January 12, 2014 (Newswire.com) - ADHD most certainly does exist, and claiming otherwise is irresponsible when done so by a medical professional. Suggesting ADHD is easily misdiagnosed, while not as sexy of a title, is more accurate and representative of a condition that many don't fully understand.
While the public believes ADHD is nothing more than an excuse for bad parenting, or for the pharmaceutical industry to make billions off of drugging our children, there are real challenges that have been around for well over 100 years. The problem with suggesting that ADHD doesn't exist is a virtual slap in the face to millions of frustrated parents of children struggling at home in and in school.
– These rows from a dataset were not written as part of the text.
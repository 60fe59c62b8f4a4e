//! Mutation: token splices over the stream and node replacements over the
//! original source.
//!
//! The two models are independent. A replacement never touches the token
//! list, and a splice never changes what [`SyntaxTree::source`] renders. Using
//! both over the same region of the original source is an
//! [`Error::EditConflict`].

use text_size::{TextRange, TextSize};

use crate::index::NodeId;
use crate::location::{Point, Shift, SourceLocation};
use crate::token::{NewToken, TokenId};
use crate::{Error, Result, SyntaxTree};

/// Pending text replacements keyed by original range, sorted and disjoint.
#[derive(Debug, Clone, Default)]
pub(crate) struct Replacements {
    edits: Vec<Replacement>,
}

#[derive(Debug, Clone)]
struct Replacement {
    range: TextRange,
    text: String,
}

impl Replacements {
    /// Records `text` for `range`.
    ///
    /// A replacement of the same range overwrites the previous one and a
    /// replacement containing earlier ones supersedes them. Landing inside or
    /// across an earlier replacement is a conflict.
    pub(crate) fn insert(&mut self, range: TextRange, text: String) -> Result<()> {
        if let Some(edit) = self.edits.iter_mut().find(|edit| edit.range == range) {
            edit.text = text;
            return Ok(());
        }
        let mut superseded = Vec::new();
        for (idx, edit) in self.edits.iter().enumerate() {
            if range.contains_range(edit.range) {
                superseded.push(idx);
            } else if edit.range.contains_range(range) || overlaps(edit.range, range) {
                return Err(Error::EditConflict { range });
            }
        }
        for idx in superseded.into_iter().rev() {
            self.edits.remove(idx);
        }
        let at = self.edits.partition_point(|edit| {
            (edit.range.start(), edit.range.end()) <= (range.start(), range.end())
        });
        self.edits.insert(at, Replacement { range, text });
        Ok(())
    }

    pub(crate) fn touches(&self, range: TextRange) -> bool {
        self.edits.iter().any(|edit| touches(edit.range, range))
    }

    /// Renders `source[range]` with every replacement applied.
    ///
    /// A replacement starting inside `range` is emitted whole; bytes of
    /// `range` covered by a replacement that starts before it are dropped.
    pub(crate) fn render(&self, source: &str, range: TextRange) -> String {
        let mut out = String::with_capacity(range.len().into());
        let mut cursor = range.start();
        for edit in &self.edits {
            let (start, end) = (edit.range.start(), edit.range.end());
            let belongs = if edit.range.is_empty() {
                range.start() <= start && start <= range.end()
            } else {
                start < range.end() && range.start() < end
            };
            if !belongs {
                continue;
            }
            if start >= cursor {
                out.push_str(&source[TextRange::new(cursor, start)]);
                out.push_str(&edit.text);
            }
            cursor = cursor.max(end.min(range.end()));
        }
        out.push_str(&source[TextRange::new(cursor, range.end())]);
        out
    }
}

fn overlaps(a: TextRange, b: TextRange) -> bool {
    a.start() < b.end() && b.start() < a.end()
}

/// Whether two edits of the original source interfere. An empty range is an
/// insertion point; it touches a range only strictly inside it.
fn touches(a: TextRange, b: TextRange) -> bool {
    match (a.is_empty(), b.is_empty()) {
        (true, true) => false,
        (true, false) => b.start() < a.start() && a.start() < b.end(),
        (false, true) => a.start() < b.start() && b.start() < a.end(),
        (false, false) => overlaps(a, b),
    }
}

#[derive(Clone, Copy)]
enum Side {
    Before,
    After,
}

impl SyntaxTree {
    /// Splices `token` in right before `target` and shifts every token from
    /// `target` on by the inserted text.
    pub fn insert_before(&mut self, target: TokenId, token: NewToken) -> Result<TokenId> {
        self.insert(target, token, Side::Before)
    }

    /// Splices `token` in right after `target` and shifts every following
    /// token by the inserted text.
    pub fn insert_after(&mut self, target: TokenId, token: NewToken) -> Result<TokenId> {
        self.insert(target, token, Side::After)
    }

    fn insert(&mut self, target: TokenId, token: NewToken, side: Side) -> Result<TokenId> {
        let target_token = &self.tokens[target];
        if !target_token.is_attached() {
            return Err(Error::DetachedToken);
        }
        let text = token.validate()?;

        let (at, anchor, origin) = match side {
            Side::Before => (
                Point::new(target_token.range.start(), target_token.loc.start),
                target_token.prev,
                TextRange::empty(self.origin_start(target)),
            ),
            Side::After => (
                Point::new(target_token.range.end(), target_token.loc.end),
                Some(target),
                TextRange::empty(self.origin_end(target)),
            ),
        };
        let index = match side {
            Side::Before => target_token.index,
            Side::After => target_token.index + 1,
        };
        self.check_splice(origin)?;

        let end = at.advance(text);
        let mut token = token.into_token(
            TextRange::new(at.offset, end.offset),
            SourceLocation::new(at.line_col, end.line_col),
        );
        token.index = index;
        let id = self.tokens.link_after(anchor, token);
        let next = self.tokens[id].next;
        let cascaded = self.tokens.cascade(next, Shift::new(at, end), 1);

        self.spliced.push(origin);
        self.rebind_root();
        tracing::trace!(
            offset = u32::from(at.offset),
            len = u32::from(end.offset - at.offset),
            cascaded,
            "inserted token"
        );
        Ok(id)
    }

    /// Unlinks `target` and shifts every following token back by its text.
    ///
    /// Nodes bound to the token move to its neighbour inside them; a node
    /// whose only token it was no longer covers any token.
    pub fn remove(&mut self, target: TokenId) -> Result<()> {
        let token = &self.tokens[target];
        if !token.is_attached() {
            return Err(Error::DetachedToken);
        }
        let start = Point::new(token.range.start(), token.loc.start);
        let end = Point::new(token.range.end(), token.loc.end);
        let (prev, next) = (token.prev, token.next);
        let origin = match token.origin {
            Some(origin) => origin,
            None => TextRange::empty(self.origin_start(target)),
        };
        self.check_splice(origin)?;

        self.tokens.unlink(target);
        let cascaded = self.tokens.cascade(next, Shift::new(end, start), -1);

        for (_, node) in self.nodes.iter_mut() {
            let Some((first, last)) = node.span else { continue };
            node.span = match (first == target, last == target) {
                (true, true) => None,
                (true, false) => next.map(|next| (next, last)),
                (false, true) => prev.map(|prev| (first, prev)),
                (false, false) => continue,
            };
        }
        self.spliced.push(origin);
        self.rebind_root();
        tracing::trace!(
            offset = u32::from(start.offset),
            len = u32::from(end.offset - start.offset),
            cascaded,
            "removed token"
        );
        Ok(())
    }

    /// Replaces the text of `node`'s original range.
    ///
    /// The replacement shows up in [`SyntaxTree::source`] and
    /// [`SyntaxNode::source`](crate::SyntaxNode::source) of every node around
    /// it; the token list is left alone.
    pub fn update(&mut self, node: NodeId, text: impl Into<String>) -> Result<()> {
        let range = self.nodes[node].range;
        if self.spliced.iter().any(|&spliced| touches(spliced, range)) {
            return Err(Error::EditConflict { range });
        }
        let text = text.into();
        tracing::trace!(?range, len = text.len(), "replaced node text");
        self.edits.insert(range, text)
    }

    fn check_splice(&self, origin: TextRange) -> Result<()> {
        if self.edits.touches(origin) {
            return Err(Error::EditConflict { range: origin });
        }
        Ok(())
    }

    /// Start of `id` in the original source, or the end of the nearest
    /// original token before a spliced one.
    fn origin_start(&self, id: TokenId) -> TextSize {
        let token = &self.tokens[id];
        match token.origin {
            Some(origin) => origin.start(),
            None => token.prev.map_or(TextSize::new(0), |prev| self.origin_end(prev)),
        }
    }

    fn origin_end(&self, id: TokenId) -> TextSize {
        let mut cursor = Some(id);
        while let Some(id) = cursor {
            let token = &self.tokens[id];
            if let Some(origin) = token.origin {
                return origin.end();
            }
            cursor = token.prev;
        }
        TextSize::new(0)
    }

    fn rebind_root(&mut self) {
        let span = self.tokens.head().zip(self.tokens.tail());
        self.nodes[self.root].span = span;
    }
}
Child advocate, behavior therapist, and best-selling author, Dr. Rory F. Stern responded to this story by asking, "What message is this professional sending the Moms and Dads who are desperately looking for help, support, and answers as to why their children struggle?" Dr. Stern added, "It's unfortunate this story led with a focus on a sexy headline rather than the real underlying message."
Dr. Stern is referring to the fact that ADHD is typically treated first with medications, when in fact the medical community has guidelines that medication should not be the first line of treatment suggested. In fact, we learned from Dr. Stern that the traditional approach to diagnosing and ADHD is often completely wrong and out of sync with current standards.
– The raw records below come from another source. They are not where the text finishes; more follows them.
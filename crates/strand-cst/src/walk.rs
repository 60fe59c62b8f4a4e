//! Top-down and bottom-up traversal.

use std::cmp::Reverse;

use crate::index::NodeId;
use crate::{Parse, Result, SyntaxNode, SyntaxTree};

/// What a visitor wants after seeing a node.
#[derive(Clone, Copy, Debug, Default, Eq, PartialEq)]
pub enum WalkControl {
    #[default]
    Continue,
    /// Skip this node's children; its siblings are still visited.
    SkipChildren,
}

impl From<()> for WalkControl {
    fn from((): ()) -> Self {
        Self::Continue
    }
}

impl From<bool> for WalkControl {
    /// `false` stops descent, as a visitor returning "stop" would.
    fn from(descend: bool) -> Self {
        if descend { Self::Continue } else { Self::SkipChildren }
    }
}

pub struct Preorder<'a> {
    start: SyntaxNode<'a>,
    next: Option<WalkEvent<'a>>,
    skip_subtree: bool,
}

impl<'a> Preorder<'a> {
    pub fn new(start: SyntaxNode<'a>) -> Self {
        Self { start, next: Some(WalkEvent::Enter(start)), skip_subtree: false }
    }

    /// Skips the children of the node entered last.
    pub fn skip_subtree(&mut self) {
        self.skip_subtree = true;
    }
}

impl<'a> Iterator for Preorder<'a> {
    type Item = WalkEvent<'a>;

    fn next(&mut self) -> Option<Self::Item> {
        if self.skip_subtree {
            self.next = self.next.take().and_then(|next| match next {
                WalkEvent::Enter(first_child) => first_child.parent().map(WalkEvent::Leave),
                WalkEvent::Leave(parent) => Some(WalkEvent::Leave(parent)),
            });
            self.skip_subtree = false;
        }

        let next = self.next.take();

        self.next = next.and_then(|event| {
            Some(match event {
                WalkEvent::Enter(node) => match node.first_child() {
                    Some(child) => WalkEvent::Enter(child),
                    None => WalkEvent::Leave(node),
                },
                WalkEvent::Leave(node) => {
                    if node == self.start {
                        return None;
                    }

                    match node.next_in_parent() {
                        Some(sibling) => WalkEvent::Enter(sibling),
                        None => WalkEvent::Leave(node.parent()?),
                    }
                }
            })
        });

        next
    }
}

#[derive(Clone, Copy, Debug)]
pub enum WalkEvent<'a> {
    Enter(SyntaxNode<'a>),
    Leave(SyntaxNode<'a>),
}

/// Visits `node` and its descendants top-down, each before its children.
///
/// A visitor returning [`WalkControl::SkipChildren`] (or `false`) prunes only
/// that branch.
pub fn recursive_walk<'a, R>(node: SyntaxNode<'a>, mut visit: impl FnMut(SyntaxNode<'a>) -> R)
where
    R: Into<WalkControl>,
{
    let mut preorder = Preorder::new(node);
    while let Some(event) = preorder.next() {
        if let WalkEvent::Enter(node) = event {
            if visit(node).into() == WalkControl::SkipChildren {
                preorder.skip_subtree();
            }
        }
    }
}

/// Like [`recursive_walk`], but hands the visitor the tree mutably.
///
/// Edits never add or drop nodes, so the walk stays valid whatever the
/// visitor splices or replaces.
pub fn recursive_walk_mut<R>(
    tree: &mut SyntaxTree,
    node: NodeId,
    mut visit: impl FnMut(&mut SyntaxTree, NodeId) -> Result<R>,
) -> Result<()>
where
    R: Into<WalkControl>,
{
    let mut stack = vec![node];
    while let Some(id) = stack.pop() {
        if visit(tree, id)?.into() == WalkControl::SkipChildren {
            continue;
        }
        stack.extend(tree.node(id).children().rev().map(SyntaxNode::id));
    }
    Ok(())
}

/// Node ids ordered deepest first, pre-order within a depth.
fn moonwalk_order(tree: &SyntaxTree) -> Vec<NodeId> {
    let mut order: Vec<_> = tree.nodes().map(|node| (Reverse(node.depth()), node.id())).collect();
    order.sort_by_key(|&(depth, _)| depth);
    order.into_iter().map(|(_, id)| id).collect()
}

/// Visits every node bottom-up: each node after all of its descendants and
/// before all of its ancestors, the root last.
pub fn moonwalk<'a>(tree: &'a SyntaxTree, mut visit: impl FnMut(SyntaxNode<'a>)) {
    for id in moonwalk_order(tree) {
        visit(tree.node(id));
    }
}

/// Parses `source`, moonwalks the new tree and hands it back.
pub fn moonwalk_source(
    parser: &impl Parse,
    source: &str,
    visit: impl FnMut(SyntaxNode<'_>),
) -> Result<SyntaxTree> {
    let tree = SyntaxTree::parse(parser, source)?;
    moonwalk(&tree, visit);
    Ok(tree)
}

/// [`moonwalk`] with mutable access to the tree.
pub fn moonwalk_mut(
    tree: &mut SyntaxTree,
    mut visit: impl FnMut(&mut SyntaxTree, NodeId) -> Result<()>,
) -> Result<()> {
    for id in moonwalk_order(tree) {
        visit(tree, id)?;
    }
    Ok(())
}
He pointed out that ADHD is actually in fact a diagnosis of exclusion, and that any symptoms of hyperactivity, impulsivity, and inattention are like going to the doctor complaining of a fever. We also learned that ADHD is mistakenly identified as a condition of inattention, when in fact it is a condition of variable attention.
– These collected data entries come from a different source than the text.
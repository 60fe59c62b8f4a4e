//! Lossless concrete syntax trees over ESTree-style parser output.
//!
//! A parser hands over an AST, its syntax tokens and its comments. The tree
//! merges them with synthesized whitespace into one linked token list that
//! reproduces the source byte for byte, binds every node to its first and
//! last token, and supports bottom-up and top-down walks as well as in-place
//! edits of the token list.

mod edit;
mod error;
mod index;
mod input;
mod kind;
mod location;
mod options;
mod stream;
mod token;
/// Whitespace and line break classification.
pub mod trivia;
mod tree;
mod walk;

/// Error type and result alias.
pub use error::{Error, Result};
/// Node handles into the arena.
pub use index::{NodeData, NodeId};
/// The contract with an external parser.
pub use input::{Parse, ParseError, ParseOutput, RawComment, RawToken};
/// Token and comment kinds.
pub use kind::{CommentKind, TokenKind};
pub use location::{LineCol, SourceLocation};
/// Index configuration.
pub use options::{IndexOptions, TokenLookup};
/// The unified token list.
pub use stream::{TokenStream, Tokens};
pub use token::{NewToken, Token, TokenId};
/// Primary tree API.
pub use tree::{SyntaxNode, SyntaxToken, SyntaxTree};
/// Traversals.
pub use walk::{
    Preorder, WalkControl, WalkEvent, moonwalk, moonwalk_mut, moonwalk_source, recursive_walk,
    recursive_walk_mut,
};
Surprisingly, there is also no one standalone diagnostic test or procedure for ADHD, despite recent suggestions of brain scan technology or computerized tests. The gold standard for an ADHD diagnosis remains to be the careful eye and interview skills of the trained psychiatrist, psychologist, or ADHD expert who is able to identify symptoms and differentiate possible diagnoses from over 50 plus choices.
As public awareness and opinion continues to doubt the validity of ADHD, Dr. Stern informed us that the most effective way to address any issue, regardless of the clarity of diagnosis, is to focus on behavior and try to identify underlying causes that exacerbate the condition.